Given the frequent news headlines on the (un)sustainability of the Social Security system, many working-age financial advisory clients might harbor doubts about receiving their full estimated Social Security benefits (and many current Social Security recipients might be concerned that they will not continue to receive their full benefits throughout the remainder of their lives). In this environment, financial advisors have the opportunity to add value for their clients not only by giving a clear explanation about the current status of Social Security and the potential legislative changes that could improve its solvency, but also by modeling what (realistic) changes would mean for their clients’ financial plans.
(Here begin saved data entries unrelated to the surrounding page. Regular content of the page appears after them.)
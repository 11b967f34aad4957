//! The abstract contracts the Apply Engine (C5) drives, per spec.md §6.
//!
//! The core never talks to netlink or a wireguard-config socket directly; it
//! only calls through these traits. [`crate::linux`] provides a real Linux
//! implementation and [`crate::fake`] an in-memory test double, but neither
//! is part of the core's own contract -- the core is generic over any `impl`
//! of these traits.

use std::net::{Ipv4Addr, SocketAddrV4};

use ipnet::Ipv4Net;
use wireguard_control::Key;

use crate::error::DataplaneError;

pub type DpResult<T> = Result<T, DataplaneError>;

#[derive(Debug, Clone, Copy, PartialEq, Eq)]
pub enum LinkState {
    Down,
    Up,
}

#[derive(Debug, Clone, Copy, PartialEq, Eq)]
pub struct LinkInfo {
    pub index: u32,
    pub state: LinkState,
    pub mtu: u32,
}

/// `Core -> Dataplane client`: link, address and IP-rule operations
/// (spec.md §6). Implemented by a real netlink-backed client in production
/// and by an in-memory fake in tests.
pub trait DataplaneClient {
    fn link_add_wireguard(&mut self, name: &str, mtu: u32) -> DpResult<()>;
    fn link_del(&mut self, name: &str) -> DpResult<()>;
    fn link_set_up(&mut self, name: &str) -> DpResult<()>;
    fn link_set_mtu(&mut self, name: &str, mtu: u32) -> DpResult<()>;
    fn link_by_name(&mut self, name: &str) -> DpResult<Option<LinkInfo>>;

    fn addr_list(&mut self, link_index: u32) -> DpResult<Vec<Ipv4Addr>>;
    fn addr_add(&mut self, link_index: u32, addr: Ipv4Addr) -> DpResult<()>;
    fn addr_del(&mut self, link_index: u32, addr: Ipv4Addr) -> DpResult<()>;

    fn rule_list(&mut self, table: u32) -> DpResult<Vec<IpRule>>;
    fn rule_add(&mut self, rule: IpRule) -> DpResult<()>;
    fn rule_del(&mut self, rule: IpRule) -> DpResult<()>;
}

#[derive(Debug, Clone, Copy, PartialEq, Eq, Hash)]
pub struct IpRule {
    pub priority: u32,
    pub table: u32,
    pub mark: u32,
    pub invert: bool,
}

/// One entry of a `configure-device` peer list (spec.md §6).
#[derive(Debug, Clone, PartialEq, Eq)]
pub struct PeerUpdate {
    pub public_key: Key,
    pub endpoint: Option<SocketAddrV4>,
    pub allowed_ips: Vec<Ipv4Net>,
    pub replace_allowed_ips: bool,
    pub remove: bool,
}

#[derive(Debug, Clone, Default)]
pub struct DeviceConfig {
    pub private_key: Option<Key>,
    pub listen_port: Option<u16>,
    pub firewall_mark: Option<u32>,
    pub peers: Vec<PeerUpdate>,
}

#[derive(Debug, Clone)]
pub struct DeviceState {
    pub public_key: Option<Key>,
    pub private_key: Option<Key>,
    pub listen_port: u16,
    pub firewall_mark: u32,
    pub peers: Vec<PeerState>,
}

#[derive(Debug, Clone, PartialEq, Eq)]
pub struct PeerState {
    pub public_key: Key,
    pub endpoint: Option<SocketAddrV4>,
    pub allowed_ips: Vec<Ipv4Net>,
}

/// `Core -> Dataplane client` (wireguard half): device read/configure.
pub trait WireguardClient {
    fn device_by_name(&mut self, name: &str) -> DpResult<DeviceState>;
    fn configure_device(&mut self, name: &str, config: DeviceConfig) -> DpResult<()>;
}

#[derive(Debug, Clone, Copy, PartialEq, Eq)]
pub enum RouteKind {
    Unicast,
    Throw,
}

/// One entry submitted to the route-table reconciler (spec.md §3, §6).
#[derive(Debug, Clone, PartialEq, Eq, Hash)]
pub struct RouteDesire {
    pub key: String,
    pub dst: Ipv4Net,
    pub link_index: Option<u32>,
    pub kind: RouteKind,
    pub table: u32,
    pub proto: u8,
}

impl RouteDesire {
    /// `"<table>-<linkIndex>-<cidr>"`, or `"<table>-0-<cidr>"` for throw
    /// routes that have no link, per spec.md §4.4 Phase H.
    pub fn make_key(table: u32, link_index: Option<u32>, dst: Ipv4Net) -> String {
        format!("{table}-{}-{dst}", link_index.unwrap_or(0))
    }
}

/// `Core -> Route reconciler` (spec.md §6). The core drives this contract
/// but does not own the implementation's internals.
pub trait RouteReconciler {
    fn set_routes(&mut self, table: u32, routes: Vec<RouteDesire>);
    fn queue_resync(&mut self);
    fn apply(&mut self) -> Result<(), String>;
}

/// `Core -> Status callback` (spec.md §6).
pub trait StatusCallback {
    fn status(&mut self, public_key: Key) -> Result<(), String>;
}

#[cfg(test)]
mod tests {
    use super::*;

    #[test]
    fn route_key_format_unicast() {
        let k = RouteDesire::make_key(99, Some(4), "192.168.1.0/24".parse().unwrap());
        assert_eq!(k, "99-4-192.168.1.0/24");
    }

    #[test]
    fn route_key_format_throw_has_zero_link() {
        let k = RouteDesire::make_key(99, None, "192.168.2.0/24".parse().unwrap());
        assert_eq!(k, "99-0-192.168.2.0/24");
    }
}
To start, while the state of Social Security’s trust fund reserves often receives significant media attention, in reality, the bulk of funding for paying out Social Security benefits comes from Federal Insurance Contributions Act (FICA) taxes, more commonly known as payroll taxes (with workers and their employers each paying 6.2% on up to $168,600 of income in 2024 for the Social Security portion of FICA). Which means that even if the trust fund reserves were to become depleted (currently estimated to occur in 2035), the system would continue to pay the majority of benefits that are simply covered by the ongoing receipt of significant payroll tax revenue. In fact, according to the latest annual report of the board of trustees of the Social Security trust funds, Social Security would still be able to pay 83% of scheduled benefits in 2035 when it is expected to be depleted, though this figure would decline to 73% of scheduled benefits by 2098. Which might come as a surprise to clients who assume that the exhaustion of trust fund reserves would mean that no (or very little) benefits would be paid!
Nonetheless, given the disruption that a reduction of benefits would cause recipients of Social Security retirement benefits (particularly those who rely on such benefits for a significant percentage of their retirement income), policymakers have an incentive to enact measures that would allow the system to continue paying out full benefits for decades to come. Such options include single-policy solutions that would wipe out the entire 75-year shortfall (e.g., the board of trustees report estimates that a 3.33 percentage point increase in the payroll tax or a 20.8% reduction in benefits would cover the gap) or a (perhaps more politically feasible) combination of policies that address system revenues and/or costs (e.g., raising the payroll tax wage cap or increasing the Full Retirement Age) that would close the funding gap.
Ultimately, the key point is that financial advisors have the opportunity to add value for their clients by providing context on the state of Social Security (e.g., even if the trust funds are exhausted, the system would still be able to pay out the majority of scheduled benefits) and potential legislative fixes (which, depending on the legislation passed, might not be as severe as some clients assume), as well as leveraging financial planning tools to show the impact of the possible trust fund exhaustion and/or potential policy actions on each client’s financial plan (both in dollar terms and how it changes the probability of success of their plan). Which, together, could provide clients with a more realistic picture of what changes to Social Security could mean for their unique situation!